Je n’avais en Angleterre ni parents ni amis: j’étais aussi libre que l’air – autant, du moins, qu’on peut l’être avec un revenu quotidien de neuf shillings et six pence! Naturellement, je me dirigeai vers Londres, ce grand cloaque où se déversent irrésistiblement tous les flâneurs et tous les paresseux de l’Empire. Pendant quelque temps, je menai dans un hôtel privé du Strand une existence sans but et sans confort; je dépensais très libéralement. A la fin, ma situation pécuniaire m’alarma. Je me vis en face de l’alternative suivante: ou me retirer quelque part à la campagne, ou changer du tout au tout mon train de vie. C’est à ce dernier parti que je m’arrêtai; et, pour commencer, je résolus de quitter l’hôtel pour m’établir dans un endroit moins fashionable et moins coûteux.
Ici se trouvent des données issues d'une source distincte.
// patterns.rs - Well-known starting patterns and random soups

use rand::rngs::StdRng;
use rand::{Rng, SeedableRng};

use crate::error::{Result, SimError};
use crate::grid::Grid;

/// A named set of live cells, relative to the pattern's top-left corner.
#[derive(Debug, Clone, Copy, PartialEq, Eq)]
pub struct Pattern {
    pub name: &'static str,
    pub cells: &'static [(usize, usize)],
}

pub const PATTERNS: &[Pattern] = &[
    Pattern {
        name: "Block",
        cells: &[(0, 0), (0, 1), (1, 0), (1, 1)],
    },
    Pattern {
        name: "Blinker",
        cells: &[(0, 0), (0, 1), (0, 2)],
    },
    Pattern {
        name: "Toad",
        cells: &[(0, 1), (0, 2), (0, 3), (1, 0), (1, 1), (1, 2)],
    },
    Pattern {
        name: "Beacon",
        cells: &[(0, 0), (0, 1), (1, 0), (1, 1), (2, 2), (2, 3), (3, 2), (3, 3)],
    },
    Pattern {
        name: "Glider",
        cells: &[(0, 1), (1, 2), (2, 0), (2, 1), (2, 2)],
    },
    Pattern {
        name: "Pulsar",
        cells: &[
            // Horizontal bars
            (0, 2), (0, 3), (0, 4), (0, 8), (0, 9), (0, 10),
            (5, 2), (5, 3), (5, 4), (5, 8), (5, 9), (5, 10),
            (7, 2), (7, 3), (7, 4), (7, 8), (7, 9), (7, 10),
            (12, 2), (12, 3), (12, 4), (12, 8), (12, 9), (12, 10),
            // Vertical bars
            (2, 0), (3, 0), (4, 0), (8, 0), (9, 0), (10, 0),
            (2, 5), (3, 5), (4, 5), (8, 5), (9, 5), (10, 5),
            (2, 7), (3, 7), (4, 7), (8, 7), (9, 7), (10, 7),
            (2, 12), (3, 12), (4, 12), (8, 12), (9, 12), (10, 12),
        ],
    },
    Pattern {
        name: "R-pentomino",
        cells: &[(0, 1), (0, 2), (1, 0), (1, 1), (2, 1)],
    },
    Pattern {
        name: "Gosper Glider Gun",
        cells: &[
            (4, 0), (4, 1), (5, 0), (5, 1),
            (4, 10), (5, 10), (6, 10), (3, 11), (7, 11), (2, 12), (8, 12),
            (2, 13), (8, 13), (5, 14), (3, 15), (7, 15), (4, 16), (5, 16),
            (6, 16), (5, 17), (2, 20), (3, 20), (4, 20), (2, 21), (3, 21),
            (4, 21), (1, 22), (5, 22), (0, 24), (1, 24), (5, 24), (6, 24),
            (2, 34), (3, 34), (2, 35), (3, 35),
        ],
    },
];

impl Pattern {
    pub fn find(name: &str) -> Option<&'static Pattern> {
        PATTERNS.iter().find(|p| p.name.eq_ignore_ascii_case(name))
    }

    /// Bounding box as `(rows, cols)`.
    pub fn size(&self) -> (usize, usize) {
        self.cells
            .iter()
            .fold((0, 0), |(h, w), &(r, c)| (h.max(r + 1), w.max(c + 1)))
    }

    /// Copy of `grid` with the pattern drawn alive at `(row, col)`.
    /// Cells that land outside the grid are dropped.
    pub fn stamp(&self, grid: &Grid, row: usize, col: usize) -> Grid {
        let mut next = grid.clone();
        for &(r, c) in self.cells {
            let (Some(nr), Some(nc)) = (row.checked_add(r), col.checked_add(c)) else {
                continue;
            };
            // Clipped at the edge, same as the engine's boundary
            let _ = next.set(nr, nc, true);
        }
        next
    }

    /// Fresh grid with the pattern centred.
    pub fn centered(&self, height: usize, width: usize) -> Result<Grid> {
        let blank = Grid::new(height, width)?;
        let (h, w) = self.size();
        Ok(self.stamp(&blank, height.saturating_sub(h) / 2, width.saturating_sub(w) / 2))
    }
}

/// Reproducible random soup where each cell is alive with probability `density`.
/// Densities outside `0.0..=1.0` are clamped; NaN is rejected.
pub fn random_grid(height: usize, width: usize, seed: u64, density: f64) -> Result<Grid> {
    if density.is_nan() {
        return Err(SimError::InvalidDensity);
    }
    let mut rng = StdRng::seed_from_u64(seed);
    let density = density.clamp(0.0, 1.0);
    let rows = (0..height)
        .map(|_| (0..width).map(|_| rng.gen_bool(density)).collect())
        .collect();
    Grid::from_rows(rows)
}
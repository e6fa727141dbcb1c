// config.rs - Simulation configuration

use std::time::Duration;

use crate::error::{Result, SimError};

pub const DEFAULT_HEIGHT: usize = 25;
pub const DEFAULT_WIDTH: usize = 55;
pub const DEFAULT_TICK_INTERVAL: Duration = Duration::from_millis(200);

#[derive(Debug, Clone, PartialEq, Eq)]
pub struct SimulationConfig {
    pub height: usize,
    pub width: usize,
    /// Time between generations while running.
    pub tick_interval: Duration,
}

impl Default for SimulationConfig {
    fn default() -> Self {
        Self {
            height: DEFAULT_HEIGHT,
            width: DEFAULT_WIDTH,
            tick_interval: DEFAULT_TICK_INTERVAL,
        }
    }
}

impl SimulationConfig {
    pub fn new(height: usize, width: usize) -> Self {
        Self {
            height,
            width,
            ..Self::default()
        }
    }

    pub fn with_tick_interval(mut self, tick_interval: Duration) -> Self {
        self.tick_interval = tick_interval;
        self
    }

    pub fn validate(&self) -> Result<()> {
        if self.height == 0 || self.width == 0 {
            return Err(SimError::InvalidDimensions {
                height: self.height,
                width: self.width,
            });
        }
        if self.tick_interval.is_zero() {
            return Err(SimError::InvalidInterval);
        }
        Ok(())
    }
}
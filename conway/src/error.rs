// error.rs - Error types for the simulation core

use thiserror::Error;

pub type Result<T> = std::result::Result<T, SimError>;

#[derive(Debug, Clone, PartialEq, Eq, Error)]
pub enum SimError {
    #[error("invalid grid dimensions {height}x{width}: both sides must be at least 1")]
    InvalidDimensions { height: usize, width: usize },

    #[error("cell ({row}, {col}) is outside the {height}x{width} grid")]
    OutOfRange {
        row: usize,
        col: usize,
        height: usize,
        width: usize,
    },

    #[error("row {row} has {found} cells, expected {expected}")]
    RaggedRows {
        row: usize,
        expected: usize,
        found: usize,
    },

    #[error("grid dimensions {found:?} do not match the controller's {expected:?}")]
    DimensionMismatch {
        expected: (usize, usize),
        found: (usize, usize),
    },

    #[error("tick interval must be longer than zero")]
    InvalidInterval,

    #[error("random density must be a number")]
    InvalidDensity,
}
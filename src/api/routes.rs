/*
 * Responsibility
 * - URL 構造を定義 (/health, /)
 * - 未登録パスは axum のデフォルト (404) に任せる
 */
use axum::{Router, routing::get};

use crate::api::handlers::{health::health, root::root};

pub fn routes() -> Router {
    Router::new()
        .route("/health", get(health))
        .route("/", get(root))
}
Le jour où j’avais mûri cette grande décision, j’étais allé prendre un verre au Criterion Bar; quelqu’un me toucha l’épaule. Je reconnus l’ex-infirmier Stamford, que j’avais eu sous mes ordres à Barts. Pour un homme réduit à la solitude, c’était vraiment une chose agréable que l’apparition d’un visage familier. Auparavant Stamford n’avait jamais été un réel ami, mais, ce jour-là, je l’accueillis avec chaleur, et lui, parallèlement, parut enchanté de la rencontre. Dans l’exubérance de ma joie, je l’invitai à déjeuner au Holborn; nous partîmes ensemble en fiacre.
«A quoi avez-vous donc passé le temps, Watson? me demanda-t-il sans dissimuler son étonnement, tandis que nous roulions avec une bruit de ferraille à travers les rues encombrées de Londres. Vous êtes aussi mince qu’une latte et aussi brun qu’une noix!»
Je lui racontai brièvement mes aventures.